Linguistic turn: Undercutting of originality, language speaks us.

Second thoughts

  • Can modernism and postmodernism really be distinguished?
  • Progress of contents vs. progress of technique

This creates a set of convenient problems with a predictable set of topics for discussion and a predictable spectrum of possible positions. (examples…)

On the other hand, it leaves a great many factors out of consideration:

  • It does not reflect its own role (the role of the critical and scholarly discussion of literature) in relation to the production of fiction.
  • In the 20c, the school syllabus makes English fiction into a central element of the secondary education system.
  • Universities begin to train the teachers required for this education system.
  • National and international prizes that channel public attention.
  • Transmedial presence of fictional works (adaptations)
  • Fiction becomes the core of literary production, the contemporary version of relevant production in world literature.

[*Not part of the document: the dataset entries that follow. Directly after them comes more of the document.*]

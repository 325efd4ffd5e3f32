// SPDX-FileCopyrightText: 2026 Zapfunil Contributors
// SPDX-License-Identifier: MIT OR Apache-2.0

//! Domain model types and row mappers for storage entities.
//!
//! The canonical types are defined in `zapfunil-core::types` for use across
//! crate boundaries; this module re-exports them and provides the shared
//! row-mapping helpers used by query modules here and by the domain crates
//! that run their own transactions against the single writer.

use std::str::FromStr;

use rusqlite::types::Type;
use rusqlite::Row;

pub use zapfunil_core::types::{
    BotSession, BotSettings, BotStep, Conversation, DeliveryStatus, Direction, Followup, Lead,
    LeadHistoryEntry, LeadStatus, Message, MessageKind,
};

/// Current UTC timestamp in the stored RFC 3339 millisecond format.
pub fn now_utc() -> String {
    chrono::Utc::now()
        .to_rfc3339_opts(chrono::SecondsFormat::Millis, true)
}

/// Parse a strum-backed enum column, surfacing failures as rusqlite
/// conversion errors so they propagate through `call` unchanged.
pub(crate) fn parse_enum<T>(idx: usize, raw: String) -> rusqlite::Result<T>
where
    T: FromStr,
    T::Err: std::error::Error + Send + Sync + 'static,
{
    raw.parse()
        .map_err(|e| rusqlite::Error::FromSqlConversionFailure(idx, Type::Text, Box::new(e)))
}

/// Map a `SELECT * FROM conversations` row in schema column order.
pub fn conversation_from_row(row: &Row<'_>) -> rusqlite::Result<Conversation> {
    let last_direction: Option<String> = row.get(12)?;
    Ok(Conversation {
        id: row.get(0)?,
        instance_id: row.get(1)?,
        remote_jid: row.get(2)?,
        phone: row.get(3)?,
        display_name: row.get(4)?,
        unit: row.get(5)?,
        lead_id: row.get(6)?,
        unread_count: row.get(7)?,
        favorite: row.get(8)?,
        bot_enabled: row.get(9)?,
        last_message_content: row.get(10)?,
        last_message_direction: last_direction
            .map(|d| parse_enum(12, d))
            .transpose()?,
        last_message_at: row.get(11)?,
        created_at: row.get(13)?,
        updated_at: row.get(14)?,
    })
}

/// Column list matching [`conversation_from_row`].
pub const CONVERSATION_COLUMNS: &str = "id, instance_id, remote_jid, phone, display_name, unit, \
     lead_id, unread_count, favorite, bot_enabled, last_message_content, last_message_at, \
     last_message_direction, created_at, updated_at";

/// Map a messages row in [`MESSAGE_COLUMNS`] order.
pub fn message_from_row(row: &Row<'_>) -> rusqlite::Result<Message> {
    Ok(Message {
        id: row.get(0)?,
        conversation_id: row.get(1)?,
        external_id: row.get(2)?,
        direction: parse_enum(3, row.get::<_, String>(3)?)?,
        kind: parse_enum(4, row.get::<_, String>(4)?)?,
        content: row.get(5)?,
        media_url: row.get(6)?,
        status: parse_enum(7, row.get::<_, String>(7)?)?,
        created_at: row.get(8)?,
    })
}

/// Column list matching [`message_from_row`].
pub const MESSAGE_COLUMNS: &str =
    "id, conversation_id, external_id, direction, kind, content, media_url, status, created_at";

/// Map a leads row in [`LEAD_COLUMNS`] order.
pub fn lead_from_row(row: &Row<'_>) -> rusqlite::Result<Lead> {
    Ok(Lead {
        id: row.get(0)?,
        name: row.get(1)?,
        phone: row.get(2)?,
        unit: row.get(3)?,
        target_month: row.get(4)?,
        day_preference: row.get(5)?,
        guest_count: row.get(6)?,
        notes: row.get(7)?,
        status: parse_enum(8, row.get::<_, String>(8)?)?,
        owner: row.get(9)?,
        created_at: row.get(10)?,
    })
}

/// Column list matching [`lead_from_row`].
pub const LEAD_COLUMNS: &str =
    "id, name, phone, unit, target_month, day_preference, guest_count, notes, status, owner, \
     created_at";

/// Map a lead_history row in [`HISTORY_COLUMNS`] order.
pub fn history_from_row(row: &Row<'_>) -> rusqlite::Result<LeadHistoryEntry> {
    Ok(LeadHistoryEntry {
        id: row.get(0)?,
        lead_id: row.get(1)?,
        actor: row.get(2)?,
        action: row.get(3)?,
        old_value: row.get(4)?,
        new_value: row.get(5)?,
        created_at: row.get(6)?,
    })
}

/// Column list matching [`history_from_row`].
pub const HISTORY_COLUMNS: &str =
    "id, lead_id, actor, action, old_value, new_value, created_at";

/// Map a bot_sessions row in schema order, decoding the answers JSON.
pub fn session_from_row(row: &Row<'_>) -> rusqlite::Result<BotSession> {
    let answers_raw: String = row.get(2)?;
    let answers: serde_json::Map<String, serde_json::Value> = serde_json::from_str(&answers_raw)
        .map_err(|e| rusqlite::Error::FromSqlConversionFailure(2, Type::Text, Box::new(e)))?;
    Ok(BotSession {
        conversation_id: row.get(0)?,
        current_step: row.get(1)?,
        answers,
        existing_customer: row.get(3)?,
        created_at: row.get(4)?,
        updated_at: row.get(5)?,
    })
}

Fiction is turned into an object of higher education, of higher culture.
  • (expansion of the anglosphere; English as global medium of communication, as the language of the internet)
  • The discussion enabled by the received notions occurs in a homogeneous setting which its controversial issues gloss over and do not take into account.

A more comprehensive view of fiction in the 20c

  • would emphasise the homogeneity of the field, its continuity with 19c patterns. (e.g. signs of fictionality in Satanic Verses comp. to Middlemarch)
  • The links between the scholarly, the educational, the general critical, approaches and exchanges.
  • Openness towards all sorts of texts, intertextuality, interdiscursivity.
  • Corresponding generalization of interpretive activity (poetics of culture).

What do we do with a 20c novel?

  • How does it exhibit its poetics? (narrative techniques etc.)
  • Integration into wider cultural exchanges:
  • by what topics or techniques does it aim at a “parallel discussion”, a wider contemporary debate, which it invites a chosen set of participants to engage in under special conditions. (Contrast Middlemarch und SV).
  • how is the discussion of this work positioned (what sustains it, who participates in it), how is this addressed.

How does it take a position towards a literary tradition, towards other traditions? (intextuality)

Conclusions reaching beyond the scope of this lecture

  • The retrospective homogeneity (anti-retrospective textualisation),
  • Different games, different constructions.
  • Are we (still) postmodern?
  • We accept the constructedness.
  • We reject the arbitrariness, “anything goes” (In this, we go along with the cultural turn...)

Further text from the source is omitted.